Чем больше знаю я людей, тем больше я люблю собак

Всего хорошего – помаленьку. И чем меньше порой – тем лучше. В том, что касается критической массы человеческого общения, это правило как нельзя кстати. Как-то спокойнее, когда не нужно думать, что если тебя пошлют, то уж пошлют капитально. И не за ёлоськой, а очень и даже очень далеко. И вовсе не на небо за звездочкой… А еще есть вумнейшие-наимудрейшие психологи (уж кто-кто, а эти чуваки знают, что говорят; а кто не согласен – в психушку строевым шагом!). Они советуют улыбаться, улыбаться ширше… нет, не так – еще ширше! Как, вы не умеете? Приходите к нам: Вася из одиннадцатой палаты улыбается великолепно – улыбка никогда не сходит с его уст.

Улыбайтесь, чтобы всем казалось, что вы правильно поняли закон человечества по профанации «being nice», которым можно ретушировать мерзость и лицемерие. А почему не прощать, как Христос? Да, можно. Но на искреннее был способен только Христос. У остальных получается кривая мина жрущего перец чили и утверждающего, что ему очень хорошо. И задаешься невольно вопросом, что лучше: искренняя агрессия или слащавая улыбочка – послевкусие от подавленной колкости, если вообще не от какой-нибудь гадости, вертящейся на языке, чтобы уж всем было хреново, не только тебе.

Люди чего только не придумали. Они научились делать вид, что «пьют за дружбу», сплевывая налево каждый глоток. Они научились смотреть в глаза и ханжествовать, строя из себя говенных интеллигентов, для которых все, что ниже пояса,– тот табуированный ай-ай-ай, который нельзя даже в мыслях упоминать.
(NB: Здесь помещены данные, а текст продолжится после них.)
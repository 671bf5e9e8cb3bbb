//! # Store Error Types
//!
//! Error types for id-keyed storage operations.
//!
//! ## Error Flow
//! ```text
//! ┌─────────────────────────────────────────────────────────────────────────┐
//! │                    Error Propagation                                    │
//! │                                                                         │
//! │  StoreError (this module)                                              │
//! │       │                                                                 │
//! │       ▼                                                                 │
//! │  ApiError (in apps/api) ← Serialized for HTTP clients                  │
//! └─────────────────────────────────────────────────────────────────────────┘
//! ```

use thiserror::Error;

/// Storage operation errors.
#[derive(Debug, Clone, PartialEq, Eq, Error)]
pub enum StoreError {
    /// A receipt with this id is already stored.
    ///
    /// ## When This Occurs
    /// - The caller reused an id instead of generating a fresh one
    #[error("Receipt '{0}' already exists")]
    Duplicate(String),

    /// A thread panicked while holding a store lock.
    #[error("Store lock poisoned: {0}")]
    LockPoisoned(&'static str),
}

/// Convenience type alias for store results.
pub type StoreResult<T> = Result<T, StoreError>;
А некоторые порой хавают твой хлеб, так что за ушами треск стоит, а потом с колена дают пинка под зад и дробят камнями кисти рук, которые этот хлеб подавали.

И если б на этом все кончалось, так ведь тут еще сказочке не конец. Есть и такие, которые сначала покроют матом, оговорят, а потом придут о чем-то просить так, будто ничего и не происходило вовсе. И делают они это с милейшей улыбкой (они же владеют искусством being nice), что ты почти веришь в искреннее раскаяние. А вот черта лысого! Ты всего лишь гондон: попользовался – выкинь. И вот тут становится реально страшно, потому что сегодня ты пьешь и гуляешь, обнимаешься и целуешься в десны с тем, кто завтра всадит в тебя нож. Или, по моде виртуала, сделает страшное: «посадит в игнор» (а ты еще об этом и знать не будешь, что с тобой изволили поругаться).

И всего-то хватит сил, чтобы тихо шепнуть: «Et tu, Brute?»

А Бруту по херам. Проплачено. Да Брут и не услышит.